A map of the Azores Island., basically in the middle of the Atlantic Ocean
To give you a brief history
, the exact date of the discovery of the Atlantic islands is not clear, though historical accounts indicate that the islands of Santa Maria and Sao Miguel were the first to be discovered by navigator Diogo da Silves around 1427. There is significant evidence that Vikings and Amerindians were here at least briefly prior to that, but no written records. The "official" settlement of the archipelago began in Santa Maria, where the first settlement was constructed in the area of Baía dos Anjos (in the north of the island), and quickly moved to the southern coast. Settlers quickly arrived from the provinces of Algarve and Alentejo. In the following centuries settlers from other European countries would arrive, most notably from France and Flanders.By 1440, other settlements had developed along the river-valleys and coastal inlets of São Miguel, Terceira, Faial, and Pico, supported by game animals and fishing. An abundance of potable water sources, along with fertile volcanic soils, made the islands attractive and easy to colonize, and the growing wheat market supported an export economy (along with various plant species that allowed the development of the dye industry in the colonies).
Christopher Columbus made an unplanned stop on Santa Maria while returning to Spain after his first voyage to America. His ship Niña was forced there by a storm. During the storm, all hands had vowed, if they were spared, to make a pilgrimage to the nearest church of Our Lady wherever they first made land. Anchoring at Santa Maria, the travelers were told by people onshore that a small shrine dedicated to Our Lady was nearby. Columbus sent half the crew ashore to fulfill their vow; he and the rest would go when the first group returned. But while the first crew members were saying their prayers at the shrine, they were taken prisoner by the island's captain, João de Castanheira, ostensibly out of fear that they were pirates. Castanheira commandeered their boat and rowed to Niña with several armed men, in an attempt to arrest Columbus. Columbus did not allow Castanheira to come aboard, and Castanheira announced that he did not believe or care who Columbus said he was, especially if he was indeed from Spain. After two days, Castanheira released the prisoners, having been unable to get confessions from them, and having been unable to capture his real target, Columbus. There are later claims that Columbus was also captured, but this is not backed up by Columbus's log book.

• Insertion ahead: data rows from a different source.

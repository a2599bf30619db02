use std::sync::Arc;

use async_trait::async_trait;

use crate::error::StoreError;
use crate::store::Script;

/// Ordered-set operations on keys held by a shared store.
///
/// Scores are millisecond timestamps. Members are opaque strings; two
/// members with the same score are two entries.
#[async_trait]
pub trait WindowStore: Send + Sync {
    /// Removes every member of `key` whose score is strictly below `bound`.
    /// Returns the number of removed members.
    async fn remove_scores_below(&self, key: &str, bound: i64) -> Result<u64, StoreError>;

    /// Counts members of `key` with `lower <= score <= upper`.
    async fn count_in_range(&self, key: &str, lower: i64, upper: i64) -> Result<u64, StoreError>;

    /// Inserts `member` with `score`. Returns `false` if the member was already present.
    async fn add_scored(&self, key: &str, score: i64, member: &str) -> Result<bool, StoreError>;

    /// Sets or refreshes the TTL of `key`.
    async fn set_expiry(&self, key: &str, seconds: u64) -> Result<(), StoreError>;

    /// Runs `script` as one indivisible unit: no other client's operation on
    /// `keys` is interleaved between its reads and writes.
    async fn execute_atomically(
        &self,
        script: &Script,
        keys: &[String],
        args: &[String],
    ) -> Result<i64, StoreError>;
}

/// The same ordered-set operations, synchronous and scoped to a store that
/// already holds exclusive access. Native script bodies run against this.
pub trait ScoredSet {
    fn remove_scores_below(&mut self, key: &str, bound: i64) -> u64;

    fn count_in_range(&mut self, key: &str, lower: i64, upper: i64) -> u64;

    fn add_scored(&mut self, key: &str, score: i64, member: &str) -> bool;

    fn set_expiry(&mut self, key: &str, seconds: u64);
}

#[async_trait]
impl<S> WindowStore for Arc<S>
where
    S: WindowStore + ?Sized,
{
    async fn remove_scores_below(&self, key: &str, bound: i64) -> Result<u64, StoreError> {
        (**self).remove_scores_below(key, bound).await
    }

    async fn count_in_range(&self, key: &str, lower: i64, upper: i64) -> Result<u64, StoreError> {
        (**self).count_in_range(key, lower, upper).await
    }

    async fn add_scored(&self, key: &str, score: i64, member: &str) -> Result<bool, StoreError> {
        (**self).add_scored(key, score, member).await
    }

    async fn set_expiry(&self, key: &str, seconds: u64) -> Result<(), StoreError> {
        (**self).set_expiry(key, seconds).await
    }

    async fn execute_atomically(
        &self,
        script: &Script,
        keys: &[String],
        args: &[String],
    ) -> Result<i64, StoreError> {
        (**self).execute_atomically(script, keys, args).await
    }
}

// Trait objects, to support dynamic dispatch
#[async_trait]
impl WindowStore for Box<dyn WindowStore> {
    async fn remove_scores_below(&self, key: &str, bound: i64) -> Result<u64, StoreError> {
        (**self).remove_scores_below(key, bound).await
    }

    async fn count_in_range(&self, key: &str, lower: i64, upper: i64) -> Result<u64, StoreError> {
        (**self).count_in_range(key, lower, upper).await
    }

    async fn add_scored(&self, key: &str, score: i64, member: &str) -> Result<bool, StoreError> {
        (**self).add_scored(key, score, member).await
    }

    async fn set_expiry(&self, key: &str, seconds: u64) -> Result<(), StoreError> {
        (**self).set_expiry(key, seconds).await
    }

    async fn execute_atomically(
        &self,
        script: &Script,
        keys: &[String],
        args: &[String],
    ) -> Result<i64, StoreError> {
        (**self).execute_atomically(script, keys, args).await
    }
}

The island of São Miguel was apparently populated by 1444.The colonists spread themselves along the coastline in areas where conditions of accessibility and farming were best. The fertility of the Azores contributed to its population expansion, as the islands were soon exporting wheat to the Portuguese garrison in North Africa and of sugar cane and dyes to Flanders. Later oranges were grown and exported to Britain. The area was also frequently subjected to pirate attacks.
During these times, Ponta Delgada became the capital. The first capital was Villa Franca do Campo, but when it was destroyed in a massive landslide caused by a powerful earthquake in 1522, Ponta Delgada assumed the position. It became the first city on the island in 1546. It remains the capital today and is the gateway to the Azores. The Azores have approximately 250,000 people, about a quarter of whom live in Ponta Delgada. By comparison, there are 125,000 cows, mostly dairy (producing yummy cheese) and some islands definitely have more cows than people.

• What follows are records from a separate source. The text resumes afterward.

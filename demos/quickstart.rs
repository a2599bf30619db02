use std::time::Duration;

use sliding_window_ratelimit::config::WindowConfig;
use sliding_window_ratelimit::store::RedisStore;
use sliding_window_ratelimit::{RateLimiter, SlidingWindowLimiter};

#[tokio::main]
async fn main() -> Result<(), Box<dyn std::error::Error>> {
    let store = RedisStore::new("redis://127.0.0.1/").await?;
    let config = WindowConfig::new(5, Duration::from_secs(60))?;
    let limiter = SlidingWindowLimiter::new(config, store);

    for i in 0..10 {
        let allowed = limiter.allow_request("user1").await?;
        println!("Request {}: {}", i + 1, if allowed { "Allowed" } else { "Denied" });
    }

    Ok(())
}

A view across the modern city from our Airbnb
Forte Sao Bras: Once there to protect the harbor, a hospital during WWII and now a military museum
Gates of the city and the main church of Ponta Delgada, Igreja Matriz de Sao Sebastiao
Port area of Punta Delgado. In addition to sailboats, it's a maritime weigh point for container ships and any type of boat.
There is so much to do on Sao Miguel, but I will start with an overview of what to do in the main city.
In addition to the above pictured Military Museum in the fort (great to visit to get a look at how the harbor was defended or if you just really like looking at weapons and uniforms), there are two very nice gardens. One is Antonio Borges (free) and just a block or two over is Jose do Canto (5 euros at the moment.) Both are easily accessible on foot. These gardens are really pretty and mostly full of exotic trees (from Australia, New Zealand, Japan, North and South American) ... and chickens. There are some flowers about but this is all about the trees. And these two guys look to have been competing with one another as well. Bringing in exotic trees in the 19th and early 20th century was a sign of wealth and altruism and you find exotics all over these islands. Borges was a "gentleman farmer," naturalist and the Governor of the Azores. Do Canto was a "landowner" (euphemism for having wealthy ancestors) and botanist.
Colorful Azorean chickens abound in Borges garden.
Bamboo garden (Roger Carico...this is for you)
Canarian palm tree and so many more in Antonio Borges garden.
do Canto had the biggest tree, a monumental sequoia...as you can see it dwarfing Paul
He also had a nice house on the property
I even think his chicken is bigger. The garden is larger than Borges as well, but they contain many of the same species of trees.
Another feature in Ponta Delgada are museums. The only one we went to so far is the one in an old convent, Museu Carlos Machado. This one has some art work and also historical pieces as well as a large collection of taxidermy of various animals near and far. It is part of a museum complex that includes a museum of sacred art.
The chapel of Convento do Santo Andre. The windows are all high so the nuns couldn't look out and the outside couldn't look in.
Taxidermy specimen of a great white shark
There are a few other museums, but we didn't visit them.
Apparently the best way to approach Sao Miguel is to explore the East or West Side. This would take a car to do it well. There are buses, but it would be challenging. We were on an organized tour, so... we had transport.
This is the largest island of the Azores measuring 40 miles in length but only 10 miles across.
Our first area of exploration was the Western Side of the Island.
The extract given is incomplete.